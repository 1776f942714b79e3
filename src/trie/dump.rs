//! Human-readable rendering of a trie as an ASCII tree.
//!
//! Output is for debugging only and makes no stability promises.

use std::rc::Rc;

use super::{ROOT_VALUE, TrieNode};

const BRANCH: &str = "|---";
const WORD_MARK: &str = " [word]";

/// Render the tree rooted at `node`, one line per node in pre-order, and
/// emit each line at debug level.
///
/// A `None` root logs a notice at info level and renders nothing.
pub fn dump_tree(node: Option<&TrieNode>) -> Vec<String> {
    let Some(node) = node else {
        log::info!("This is a empty trie");
        return Vec::new();
    };

    let mut lines = Vec::with_capacity(node.node_count());
    render(node, &mut lines);
    for line in &lines {
        log::debug!("{line}");
    }
    lines
}

impl TrieNode {
    /// Shorthand for [`dump_tree`] on a node that is known to exist.
    pub fn dump(&self) -> Vec<String> {
        dump_tree(Some(self))
    }
}

fn render(root: &TrieNode, lines: &mut Vec<String>) {
    // (node, prefix it is drawn with, whether a sibling follows it)
    let mut pending: Vec<(&TrieNode, Rc<str>, bool)> = vec![(root, Rc::from(""), false)];
    while let Some((node, prefix, has_next)) = pending.pop() {
        let mut line = if node.value == ROOT_VALUE {
            "ROOT".to_string()
        } else {
            format!("{prefix}{} [{}]", node.value, u8::from(node.enabled))
        };
        if node.word_end {
            line.push_str(WORD_MARK);
        }
        lines.push(line);

        let next_prefix: Rc<str> = Rc::from(child_prefix(&prefix, has_next));
        let last = node.children.len().saturating_sub(1);
        // Reversed so the first child is popped first.
        for (i, child) in node.children.iter().enumerate().rev() {
            pending.push((child, Rc::clone(&next_prefix), i < last));
        }
    }
}

/// Prefix for the children of a node drawn with `prefix`. The branch arm of
/// the parent turns into padding, and its vertical bar survives only while
/// the parent still has siblings below it.
fn child_prefix(prefix: &str, has_next: bool) -> String {
    let Some(indent) = prefix.strip_suffix(BRANCH) else {
        return BRANCH.to_string();
    };
    let mut out = String::with_capacity(prefix.len() + BRANCH.len());
    out.push_str(indent);
    out.push(if has_next { '|' } else { ' ' });
    out.push_str("   ");
    out.push_str(BRANCH);
    out
}
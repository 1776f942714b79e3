//! Command policy: a long-lived trie root loaded from configuration.

use crate::config::Config;
use crate::error::Result;
use crate::trie::TrieNode;
use crate::wordset::WordSet;

/// Outcome of evaluating a single candidate.
#[derive(Debug, Clone, PartialEq, Eq)]
pub struct MatchResult {
    pub matched: bool,
    pub reason: String,
}

impl MatchResult {
    pub fn as_str(&self) -> &'static str {
        if self.matched { "allow" } else { "deny" }
    }
}

/// Owns the root sentinel of a policy trie.
///
/// The root lives as long as the policy; `reload` swaps its contents in
/// place rather than building a new root.
#[derive(Debug, Default)]
pub struct CommandPolicy {
    root: TrieNode,
}

impl CommandPolicy {
    /// Policy with no words. Every candidate is rejected.
    pub fn new() -> Self {
        Self::default()
    }

    pub fn from_word_set(words: &WordSet) -> Result<Self> {
        let mut policy = Self::new();
        policy.root.insert_batch(words)?;
        Ok(policy)
    }

    pub fn from_config(config: &Config) -> Result<Self> {
        Self::from_word_set(&config.word_set())
    }

    /// Replace the loaded words with `words`, keeping the same root.
    ///
    /// On failure the policy holds the entries inserted before the failing one.
    pub fn reload(&mut self, words: &WordSet) -> Result<()> {
        let released = self.root.destroy_children();
        log::info!(
            "reloading policy: released {released} node(s), inserting {} word(s)",
            words.len()
        );
        self.root.insert_batch(words)
    }

    pub fn root(&self) -> &TrieNode {
        &self.root
    }

    /// Evaluate a candidate against the loaded words.
    pub fn evaluate(&self, candidate: &str) -> MatchResult {
        if self.root.match_word(candidate) {
            MatchResult {
                matched: true,
                reason: format!("allowed: {candidate}"),
            }
        } else {
            MatchResult {
                matched: false,
                reason: format!("not enabled: {candidate}"),
            }
        }
    }

    pub fn is_allowed(&self, candidate: &str) -> bool {
        self.root.match_word(candidate)
    }

    /// Render the loaded tree for debugging.
    pub fn dump(&self) -> Vec<String> {
        self.root.dump()
    }
}
//! Batch insertion input: an ordered list of (word, enabled) pairs.

use serde::{Deserialize, Serialize};

/// A single configured word and its policy flag.
#[derive(Debug, Clone, PartialEq, Eq, Deserialize, Serialize)]
pub struct WordEntry {
    pub word: String,
    #[serde(default)]
    pub enabled: bool,
}

impl WordEntry {
    pub fn new(word: impl Into<String>, enabled: bool) -> Self {
        Self {
            word: word.into(),
            enabled,
        }
    }
}

/// Ordered collection of word entries. Insertion follows this order.
#[derive(Debug, Clone, Default, PartialEq, Eq, Deserialize, Serialize)]
#[serde(transparent)]
pub struct WordSet {
    entries: Vec<WordEntry>,
}

impl WordSet {
    pub fn new() -> Self {
        Self::default()
    }

    pub fn from_pairs<I, W>(pairs: I) -> Self
    where
        I: IntoIterator<Item = (W, bool)>,
        W: Into<String>,
    {
        pairs
            .into_iter()
            .map(|(word, enabled)| WordEntry::new(word, enabled))
            .collect()
    }

    pub fn push(&mut self, word: impl Into<String>, enabled: bool) {
        self.entries.push(WordEntry::new(word, enabled));
    }

    pub fn iter(&self) -> std::slice::Iter<'_, WordEntry> {
        self.entries.iter()
    }

    pub fn len(&self) -> usize {
        self.entries.len()
    }

    pub fn is_empty(&self) -> bool {
        self.entries.is_empty()
    }
}

impl FromIterator<WordEntry> for WordSet {
    fn from_iter<T: IntoIterator<Item = WordEntry>>(iter: T) -> Self {
        Self {
            entries: iter.into_iter().collect(),
        }
    }
}

impl<'a> IntoIterator for &'a WordSet {
    type Item = &'a WordEntry;
    type IntoIter = std::slice::Iter<'a, WordEntry>;

    fn into_iter(self) -> Self::IntoIter {
        self.entries.iter()
    }
}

**Your assignment**: Filter the entries down to the lines that include the string "released".

**Solution to this task**:
        let released = self.root.destroy_children();
            "reloading policy: released {released} node(s), inserting {} word(s)",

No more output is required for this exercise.